Supplied material: Begin
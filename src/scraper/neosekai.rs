//! NeoSekai Translations adapter. One GET per call against the catalog, novel, or chapter page.
//!
//! URL layout: `{base}/novel/` (catalog), `{base}/novel/{path}/` (novel),
//! `{base}/novel/{path}/{chapter}/` (chapter).

use crate::model::{ChapterContent, NovelInfo, NovelSummary};
use crate::scraper::error::ScraperError;
use crate::scraper::{parse, validate_segment, FetchClient, NovelSource};
use reqwest::Url;

pub const NEOSEKAI_BASE: &str = "https://www.neosekaitranslations.com";

/// NeoSekai scraper. Holds a reference to the shared fetch client.
pub struct NeoSekaiScraper<'a> {
    client: &'a FetchClient,
    base: String,
}

impl<'a> NeoSekaiScraper<'a> {
    pub fn new(client: &'a FetchClient) -> Self {
        Self {
            client,
            base: NEOSEKAI_BASE.to_string(),
        }
    }

    /// Use a different origin (mirror or local test server). Must be an absolute http(s) URL.
    pub fn with_base_url(client: &'a FetchClient, base: &str) -> Result<Self, ScraperError> {
        let parsed = Url::parse(base).map_err(|e| ScraperError::InvalidBaseUrl {
            input: base.to_string(),
            reason: e.to_string(),
        })?;
        if !matches!(parsed.scheme(), "http" | "https") {
            return Err(ScraperError::InvalidBaseUrl {
                input: base.to_string(),
                reason: "scheme must be http or https".to_string(),
            });
        }
        Ok(Self {
            client,
            base: base.trim_end_matches('/').to_string(),
        })
    }

    pub fn catalog_url(&self) -> String {
        format!("{}/novel/", self.base)
    }

    pub fn novel_url(&self, novel_path: &str) -> String {
        format!("{}/novel/{}/", self.base, novel_path.trim())
    }

    pub fn chapter_url(&self, novel_path: &str, chapter_id: &str) -> String {
        format!(
            "{}/novel/{}/{}/",
            self.base,
            novel_path.trim(),
            chapter_id.trim()
        )
    }

    /// Fetch a page, treating HTTP 404 as absent.
    fn fetch_optional(&self, url: &str) -> Result<Option<String>, ScraperError> {
        match self.client.fetch(url) {
            Ok(html) => Ok(Some(html)),
            Err(e) if e.is_not_found() => Ok(None),
            Err(e) => Err(e),
        }
    }
}

impl NovelSource for NeoSekaiScraper<'_> {
    fn get_novel_list(&mut self) -> Result<Vec<NovelSummary>, ScraperError> {
        let html = self.client.fetch(&self.catalog_url())?;
        let novels = parse::parse_novel_list(&html)?;
        if novels.is_empty() {
            log::warn!("catalog page at {} listed no novels", self.catalog_url());
        }
        Ok(novels)
    }

    fn get_novel_info(&mut self, novel_path: &str) -> Result<Option<NovelInfo>, ScraperError> {
        validate_segment("novel path", novel_path)?;
        let url = self.novel_url(novel_path);
        let Some(html) = self.fetch_optional(&url)? else {
            return Ok(None);
        };
        let info = parse::parse_novel_info(novel_path.trim(), &html)?;
        if info.is_none() {
            log::debug!("no novel title or chapter list at {}", url);
        }
        Ok(info)
    }

    fn get_chapter_content(
        &mut self,
        novel_path: &str,
        chapter_id: &str,
    ) -> Result<Option<ChapterContent>, ScraperError> {
        validate_segment("novel path", novel_path)?;
        validate_segment("chapter id", chapter_id)?;
        let url = self.chapter_url(novel_path, chapter_id);
        let Some(html) = self.fetch_optional(&url)? else {
            return Ok(None);
        };
        let content = parse::parse_chapter_content(&html)?;
        if content.is_none() {
            log::debug!("no reader container at {}", url);
        }
        Ok(content)
    }
}

#[cfg(test)]
mod tests {
    use super::*;

    fn client() -> FetchClient {
        FetchClient::builder()
            .timeout_secs(2)
            .build()
            .expect("client builds")
    }

    #[test]
    fn default_urls() {
        let c = client();
        let s = NeoSekaiScraper::new(&c);
        assert_eq!(s.catalog_url(), "https://www.neosekaitranslations.com/novel/");
        assert_eq!(
            s.novel_url("otome-game-mob"),
            "https://www.neosekaitranslations.com/novel/otome-game-mob/"
        );
        assert_eq!(
            s.chapter_url("otome-game-mob", "chapter-1"),
            "https://www.neosekaitranslations.com/novel/otome-game-mob/chapter-1/"
        );
    }

    #[test]
    fn custom_base_trims_trailing_slash() -> Result<(), ScraperError> {
        let c = client();
        let s = NeoSekaiScraper::with_base_url(&c, "http://127.0.0.1:8080/")?;
        assert_eq!(s.catalog_url(), "http://127.0.0.1:8080/novel/");
        Ok(())
    }

    #[test]
    fn custom_base_rejects_non_http_scheme() {
        let c = client();
        assert!(matches!(
            NeoSekaiScraper::with_base_url(&c, "ftp://example.com"),
            Err(ScraperError::InvalidBaseUrl { .. })
        ));
    }

    #[test]
    fn invalid_identifiers_fail_before_fetching() {
        let c = client();
        let mut s = NeoSekaiScraper::new(&c);
        assert!(matches!(
            s.get_novel_info("../etc"),
            Err(ScraperError::InvalidIdentifier { .. })
        ));
        assert!(matches!(
            s.get_chapter_content("novel", "a/b"),
            Err(ScraperError::InvalidIdentifier { .. })
        ));
    }

    #[test]
    fn http_404_means_absent() -> Result<(), ScraperError> {
        let (base, server) =
            crate::scraper::test_server::serve(vec!["404 Not Found", "404 Not Found"]);
        let c = client();
        let mut s = NeoSekaiScraper::with_base_url(&c, &base)?;
        assert!(s.get_novel_info("gone-novel")?.is_none());
        assert!(s.get_chapter_content("gone-novel", "chapter-1")?.is_none());
        let requests = server.join().expect("server thread");
        assert_eq!(
            requests,
            [
                "GET /novel/gone-novel/ HTTP/1.1",
                "GET /novel/gone-novel/chapter-1/ HTTP/1.1"
            ]
        );
        Ok(())
    }

    #[test]
    fn http_500_is_an_error_not_absence() {
        let (base, server) = crate::scraper::test_server::serve(vec!["500 Internal Server Error"]);
        let c = client();
        let mut s = NeoSekaiScraper::with_base_url(&c, &base).expect("valid base");
        let result = s.get_novel_info("some-novel");
        server.join().expect("server thread");
        assert!(matches!(
            result,
            Err(ScraperError::HttpStatus { status: 500, .. })
        ));
    }
}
Supplied material: End
### What to produce
Each record must be reproduced exactly, with nothing missing.

### Response to the exercise
filename src/scraper/neosekai.rs
//! NeoSekai Translations adapter. One GET per call against the catalog, novel, or chapter page.
//!
//! URL layout: `{base}/novel/` (catalog), `{base}/novel/{path}/` (novel),
//! `{base}/novel/{path}/{chapter}/` (chapter).

use crate::model::{ChapterContent, NovelInfo, NovelSummary};
use crate::scraper::error::ScraperError;
use crate::scraper::{parse, validate_segment, FetchClient, NovelSource};
use reqwest::Url;

pub const NEOSEKAI_BASE: &str = "https://www.neosekaitranslations.com";

/// NeoSekai scraper. Holds a reference to the shared fetch client.
pub struct NeoSekaiScraper<'a> {
    client: &'a FetchClient,
    base: String,
}

impl<'a> NeoSekaiScraper<'a> {
    pub fn new(client: &'a FetchClient) -> Self {
        Self {
            client,
            base: NEOSEKAI_BASE.to_string(),
        }
    }

    /// Use a different origin (mirror or local test server). Must be an absolute http(s) URL.
    pub fn with_base_url(client: &'a FetchClient, base: &str) -> Result<Self, ScraperError> {
        let parsed = Url::parse(base).map_err(|e| ScraperError::InvalidBaseUrl {
            input: base.to_string(),
            reason: e.to_string(),
        })?;
        if !matches!(parsed.scheme(), "http" | "https") {
            return Err(ScraperError::InvalidBaseUrl {
                input: base.to_string(),
                reason: "scheme must be http or https".to_string(),
            });
        }
        Ok(Self {
            client,
            base: base.trim_end_matches('/').to_string(),
        })
    }

    pub fn catalog_url(&self) -> String {
        format!("{}/novel/", self.base)
    }

    pub fn novel_url(&self, novel_path: &str) -> String {
        format!("{}/novel/{}/", self.base, novel_path.trim())
    }

    pub fn chapter_url(&self, novel_path: &str, chapter_id: &str) -> String {
        format!(
            "{}/novel/{}/{}/",
            self.base,
            novel_path.trim(),
            chapter_id.trim()
        )
    }

    /// Fetch a page, treating HTTP 404 as absent.
    fn fetch_optional(&self, url: &str) -> Result<Option<String>, ScraperError> {
        match self.client.fetch(url) {
            Ok(html) => Ok(Some(html)),
            Err(e) if e.is_not_found() => Ok(None),
            Err(e) => Err(e),
        }
    }
}

impl NovelSource for NeoSekaiScraper<'_> {
    fn get_novel_list(&mut self) -> Result<Vec<NovelSummary>, ScraperError> {
        let html = self.client.fetch(&self.catalog_url())?;
        let novels = parse::parse_novel_list(&html)?;
        if novels.is_empty() {
            log::warn!("catalog page at {} listed no novels", self.catalog_url());
        }
        Ok(novels)
    }

    fn get_novel_info(&mut self, novel_path: &str) -> Result<Option<NovelInfo>, ScraperError> {
        validate_segment("novel path", novel_path)?;
        let url = self.novel_url(novel_path);
        let Some(html) = self.fetch_optional(&url)? else {
            return Ok(None);
        };
        let info = parse::parse_novel_info(novel_path.trim(), &html)?;
        if info.is_none() {
            log::debug!("no novel title or chapter list at {}", url);
        }
        Ok(info)
    }

    fn get_chapter_content(
        &mut self,
        novel_path: &str,
        chapter_id: &str,
    ) -> Result<Option<ChapterContent>, ScraperError> {
        validate_segment("novel path", novel_path)?;
        validate_segment("chapter id", chapter_id)?;
        let url = self.chapter_url(novel_path, chapter_id);
        let Some(html) = self.fetch_optional(&url)? else {
            return Ok(None);
        };
        let content = parse::parse_chapter_content(&html)?;
        if content.is_none() {
            log::debug!("no reader container at {}", url);
        }
        Ok(content)
    }
}

#[cfg(test)]
mod tests {
    use super::*;

    fn client() -> FetchClient {
        FetchClient::builder()
            .timeout_secs(2)
            .build()
            .expect("client builds")
    }

    #[test]
    fn default_urls() {
        let c = client();
        let s = NeoSekaiScraper::new(&c);
        assert_eq!(s.catalog_url(), "https://www.neosekaitranslations.com/novel/");
        assert_eq!(
            s.novel_url("otome-game-mob"),
            "https://www.neosekaitranslations.com/novel/otome-game-mob/"
        );
        assert_eq!(
            s.chapter_url("otome-game-mob", "chapter-1"),
            "https://www.neosekaitranslations.com/novel/otome-game-mob/chapter-1/"
        );
    }

    #[test]
    fn custom_base_trims_trailing_slash() -> Result<(), ScraperError> {
        let c = client();
        let s = NeoSekaiScraper::with_base_url(&c, "http://127.0.0.1:8080/")?;
        assert_eq!(s.catalog_url(), "http://127.0.0.1:8080/novel/");
        Ok(())
    }

    #[test]
    fn custom_base_rejects_non_http_scheme() {
        let c = client();
        assert!(matches!(
            NeoSekaiScraper::with_base_url(&c, "ftp://example.com"),
            Err(ScraperError::InvalidBaseUrl { .. })
        ));
    }

    #[test]
    fn invalid_identifiers_fail_before_fetching() {
        let c = client();
        let mut s = NeoSekaiScraper::new(&c);
        assert!(matches!(
            s.get_novel_info("../etc"),
            Err(ScraperError::InvalidIdentifier { .. })
        ));
        assert!(matches!(
            s.get_chapter_content("novel", "a/b"),
            Err(ScraperError::InvalidIdentifier { .. })
        ));
    }

    #[test]
    fn http_404_means_absent() -> Result<(), ScraperError> {
        let (base, server) =
            crate::scraper::test_server::serve(vec!["404 Not Found", "404 Not Found"]);
        let c = client();
        let mut s = NeoSekaiScraper::with_base_url(&c, &base)?;
        assert!(s.get_novel_info("gone-novel")?.is_none());
        assert!(s.get_chapter_content("gone-novel", "chapter-1")?.is_none());
        let requests = server.join().expect("server thread");
        assert_eq!(
            requests,
            [
                "GET /novel/gone-novel/ HTTP/1.1",
                "GET /novel/gone-novel/chapter-1/ HTTP/1.1"
            ]
        );
        Ok(())
    }

    #[test]
    fn http_500_is_an_error_not_absence() {
        let (base, server) = crate::scraper::test_server::serve(vec!["500 Internal Server Error"]);
        let c = client();
        let mut s = NeoSekaiScraper::with_base_url(&c, &base).expect("valid base");
        let result = s.get_novel_info("some-novel");
        server.join().expect("server thread");
        assert!(matches!(
            result,
            Err(ScraperError::HttpStatus { status: 500, .. })
        ));
    }
}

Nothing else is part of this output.